Members of the Trump administration have begun contacting technology, education, and business leaders to ask for advice on “shaping funding approaches” for education related to science, technology, engineering, and math (STEM) in United States schools (via Bloomberg).
Ivanka Trump is said to be involved in the effort, along with the president’s special assistant for technology initiatives, Reed Cordish. The two members of the Trump administration held an hour-long conference call with these politicians, educators, and CEOs on Wednesday, including Apple CEO Tim Cook and Laurene Powell Jobs, with Trump and Cordish specifically asking for advice regarding STEM education in public schools.
Not much else is known about the White House’s conference call, but the STEM effort is said to be in the “beginning stages,” with more outreach to experts expected to follow soon.
White House officials including Ivanka Trump have begun an outreach campaign to major technology, business and education leaders including Laurene Powell Jobs and Apple’s Tim Cook for advice on shaping funding approaches to science, technology, engineering and math education in U.S. public schools.
The effort is in its beginning stages with more outreach expected to follow, and the administration has not yet settled on details about funding or timetables for the effort, according to one of the people who discussed the call.
Others reached out to for the conference call included Lockheed Martin CEO Marillyn Hewson, Accenture North America CEO Julie Sweet, Microsoft President Brad Smith, Arkansas Governor Asa Hutchinson, and representatives from the Chan Zuckerberg Initiative, Stanford, MIT, and Broward County, Florida, Schools.

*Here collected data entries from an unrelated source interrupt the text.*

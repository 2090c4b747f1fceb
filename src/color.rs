use std::collections::BTreeMap;

use eframe::egui::Color32;
use palette::{Hsl, IntoColor, LinSrgb, Mix, Srgb};

// ---------------------------------------------------------------------------
// Color palette generator
// ---------------------------------------------------------------------------

/// Generates `n` visually distinct colours using evenly spaced hues.
pub fn generate_palette(n: usize) -> Vec<Color32> {
    if n == 0 {
        return Vec::new();
    }
    (0..n)
        .map(|i| {
            let hue = (i as f32 / n as f32) * 360.0;
            let hsl = Hsl::new(hue, 0.75, 0.55);
            let rgb: Srgb = hsl.into_color();
            to_color32(rgb)
        })
        .collect()
}

fn to_color32(rgb: Srgb) -> Color32 {
    Color32::from_rgb(
        (rgb.red.clamp(0.0, 1.0) * 255.0) as u8,
        (rgb.green.clamp(0.0, 1.0) * 255.0) as u8,
        (rgb.blue.clamp(0.0, 1.0) * 255.0) as u8,
    )
}

// ---------------------------------------------------------------------------
// Sequential scale for the heatmap
// ---------------------------------------------------------------------------

/// White-to-deep-blue scale; `t` is clamped to `[0, 1]`.
pub fn sequential_blue(t: f32) -> Color32 {
    let light: LinSrgb = Srgb::new(0.969, 0.984, 1.0).into_linear();
    let dark: LinSrgb = Srgb::new(0.031, 0.188, 0.420).into_linear();
    let t = if t.is_finite() { t.clamp(0.0, 1.0) } else { 0.0 };
    to_color32(Srgb::from_linear(light.mix(dark, t)))
}

/// Readable text colour on top of a [`sequential_blue`] cell.
pub fn text_on_blue(t: f32) -> Color32 {
    if t > 0.55 {
        Color32::WHITE
    } else {
        Color32::BLACK
    }
}

// ---------------------------------------------------------------------------
// Product colours
// ---------------------------------------------------------------------------

/// Maps every product to a distinct colour so all charts agree.
#[derive(Debug, Clone, Default)]
pub struct SeriesColors {
    mapping: BTreeMap<String, Color32>,
}

impl SeriesColors {
    /// Build from the sorted product dimension.
    pub fn new(products: &[String]) -> Self {
        let mapping = products
            .iter()
            .cloned()
            .zip(generate_palette(products.len()))
            .collect();
        Self { mapping }
    }

    pub fn color_for(&self, product: &str) -> Color32 {
        self.mapping.get(product).copied().unwrap_or(Color32::GRAY)
    }
}

#[cfg(test)]
mod tests {
    use super::*;

    #[test]
    fn palette_sizes() {
        assert!(generate_palette(0).is_empty());
        let p = generate_palette(5);
        assert_eq!(p.len(), 5);
        assert_ne!(p[0], p[1]);
    }

    #[test]
    fn blue_scale_darkens_with_value() {
        let lo = sequential_blue(0.0);
        let hi = sequential_blue(1.0);
        let luminance = |c: Color32| c.r() as u32 + c.g() as u32 + c.b() as u32;
        assert!(luminance(lo) > luminance(sequential_blue(0.5)));
        assert!(luminance(sequential_blue(0.5)) > luminance(hi));
        assert_eq!(sequential_blue(2.0), hi);
        assert_eq!(sequential_blue(f32::NAN), lo);
    }

    #[test]
    fn products_keep_their_colour() {
        let products = vec!["A".to_string(), "B".to_string()];
        let colors = SeriesColors::new(&products);
        assert_ne!(colors.color_for("A"), colors.color_for("B"));
        assert_eq!(colors.color_for("A"), SeriesColors::new(&products).color_for("A"));
        assert_eq!(colors.color_for("Z"), Color32::GRAY);
    }
}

Tim Cook has been involved with, and spoken out against, the Trump administration since the election last year, beginning with a tech summit in December 2016 that involved the discussion of trade, immigration, and vocational education. In June, Cook and other CEOs met at the White House to hold talks that centered around using tech to reduce government spending. During those talks, Cook pushed for making coding a required course in schools.